Отец, по отзывам лиц, тогда его знавшим, умел быть занимателен в обществе, что в совокупности с природной веселостью и большим личным обаянием делало его желанным гостем в каждом знакомом доме. Он пользовался успехом в свете, в особенности у женщин, которым он отплачивал усиленным вниманием. Последнее обстоятельство заставляло его следить за собой — он всегда был по моде одет с некоторым налетом индивидуального вкуса, граничащего, но не переходящего в эксцентричность. Когда стали носить мелкие маленькие котелки, его котелок был немного мельче и меньше обычных, широкая шелковая тесьма, которой обшивался борт пиджака, была у него немного шире, чем у других, и его толстая променадная трость была чуть-чуть толще, чем у его знакомых франтов. Все же светское времяпрепровождение не отвлекало его ни от занятий музыкой, ни от театра. Даже, наоборот, в последнем отношении его диапазон значительно увеличился. Не ограничиваясь посещением оперы, он стал завсегдатаем Малого театра, где еще подвизались стареющие Самарин, Медведева, Акимова и Рыкалова и блистали Федотова, Никулина, М. Садовский, Ленский и где все ярче и ярче разгоралась ослепительная звезда Ермоловой. Как подлинный представитель своей эпохи отец всю жизнь хранил и унес в могилу восторженное преклонение перед Ермоловой, которую считал несравнимой и непревзойденной.

Все же годы отца не могли заставить его удовлетворяться одним созерцанием — хотелось самому действовать, пробовать свои силы. В то время московское купечество бурно увлекалось театром, любительские спектакли были самым модным развлечением, домашние театральные кружки нарождались, как грибы после дождя.

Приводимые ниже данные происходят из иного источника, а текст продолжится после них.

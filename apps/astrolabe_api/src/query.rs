//! Query-string access for GET handlers.

use astrolabe::chart::{BirthData, ValidationError};
use std::collections::HashMap;

#[derive(Debug, Clone, Default)]
pub struct Query {
    params: HashMap<String, String>,
}

impl Query {
    /// Parse `a=1&b=two+words`; later duplicates win, undecodable pairs are skipped.
    pub fn parse(raw: &str) -> Self {
        let params = raw
            .split('&')
            .filter(|pair| !pair.is_empty())
            .filter_map(|pair| {
                let (key, value) = pair.split_once('=').unwrap_or((pair, ""));
                let key = decode(key)?;
                let value = decode(value)?;
                Some((key, value))
            })
            .collect();
        Self { params }
    }

    pub fn optional(&self, name: &str) -> Option<&str> {
        self.params.get(name).map(|v| v.as_str())
    }

    pub fn required(&self, name: &str) -> Result<&str, ValidationError> {
        match self.optional(name).map(str::trim) {
            Some(v) if !v.is_empty() => Ok(v),
            _ => Err(ValidationError::MissingParameter(name.to_string())),
        }
    }

    pub fn integer(&self, name: &str) -> Result<i32, ValidationError> {
        let raw = self.required(name)?;
        raw.parse().map_err(|_| ValidationError::InvalidParameter {
            name: name.to_string(),
            value: raw.to_string(),
        })
    }

    /// Birth record from `{prefix}date{suffix}`, `{prefix}time{suffix}`,
    /// `{prefix}place{suffix}` and `{prefix}tz_offset{suffix}`.
    pub fn birth_data(&self, prefix: &str, suffix: &str) -> Result<BirthData, ValidationError> {
        let key = |field: &str| format!("{prefix}{field}{suffix}");
        Ok(BirthData::new(
            self.required(&key("date"))?,
            self.required(&key("time"))?,
            self.required(&key("place"))?,
            self.integer(&key("tz_offset"))?,
        ))
    }
}

fn decode(s: &str) -> Option<String> {
    urlencoding::decode(&s.replace('+', " "))
        .ok()
        .map(|v| v.into_owned())
}

/// Split a request URL into path and raw query string.
pub fn split_url(url: &str) -> (&str, &str) {
    url.split_once('?').unwrap_or((url, ""))
}

#[cfg(test)]
mod tests {
    use super::*;

    #[test]
    fn decodes_plus_and_percent() {
        let q = Query::parse("place=New+York%2C%20US&date=2000-01-01&flag");
        assert_eq!(q.optional("place"), Some("New York, US"));
        assert_eq!(q.optional("flag"), Some(""));
        assert_eq!(q.optional("missing"), None);
    }

    #[test]
    fn literal_plus_stays_encoded() {
        let q = Query::parse("tz_offset=%2B3");
        assert_eq!(q.integer("tz_offset"), Ok(3));
    }

    #[test]
    fn missing_and_invalid_parameters() {
        let q = Query::parse("date=2000-01-01&tz_offset=east&place=");
        assert_eq!(q.required("time"), Err(ValidationError::MissingParameter("time".into())));
        assert_eq!(q.required("place"), Err(ValidationError::MissingParameter("place".into())));
        assert!(matches!(q.integer("tz_offset"), Err(ValidationError::InvalidParameter { .. })));
    }

    #[test]
    fn birth_data_with_suffix() {
        let q = Query::parse("date2=1988-11-20&time2=21:40&place2=Paris&tz_offset2=1");
        let b = q.birth_data("", "2").unwrap();
        assert_eq!(b, BirthData::new("1988-11-20", "21:40", "Paris", 1));

        let q = Query::parse("natal_date=1990-05-01&natal_time=08:15&natal_place=Moscow&natal_tz_offset=-3");
        assert_eq!(q.birth_data("natal_", "").unwrap().tz_offset, -3);
    }

    #[test]
    fn split_url_parts() {
        assert_eq!(split_url("/synastry?date1=x"), ("/synastry", "date1=x"));
        assert_eq!(split_url("/horary_chart"), ("/horary_chart", ""));
    }
}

Был серьезный, полуделовой кружок Мамонтова, был таинственный и замкнутый Алексеев-ский кружок, был и родственный, но довольно-таки анархический и беспрограммный Перловский кружок. Отец вошел в последний — там он исполнял неаполитанские песни в какой-то оперетте, сам себе аккомпанируя на мандолине, пел партию Нелюско в «Африканке» и графа Неверра в «Гугенотах», этого последнего, по причине своей крайней близорукости, отец играл в пенсне.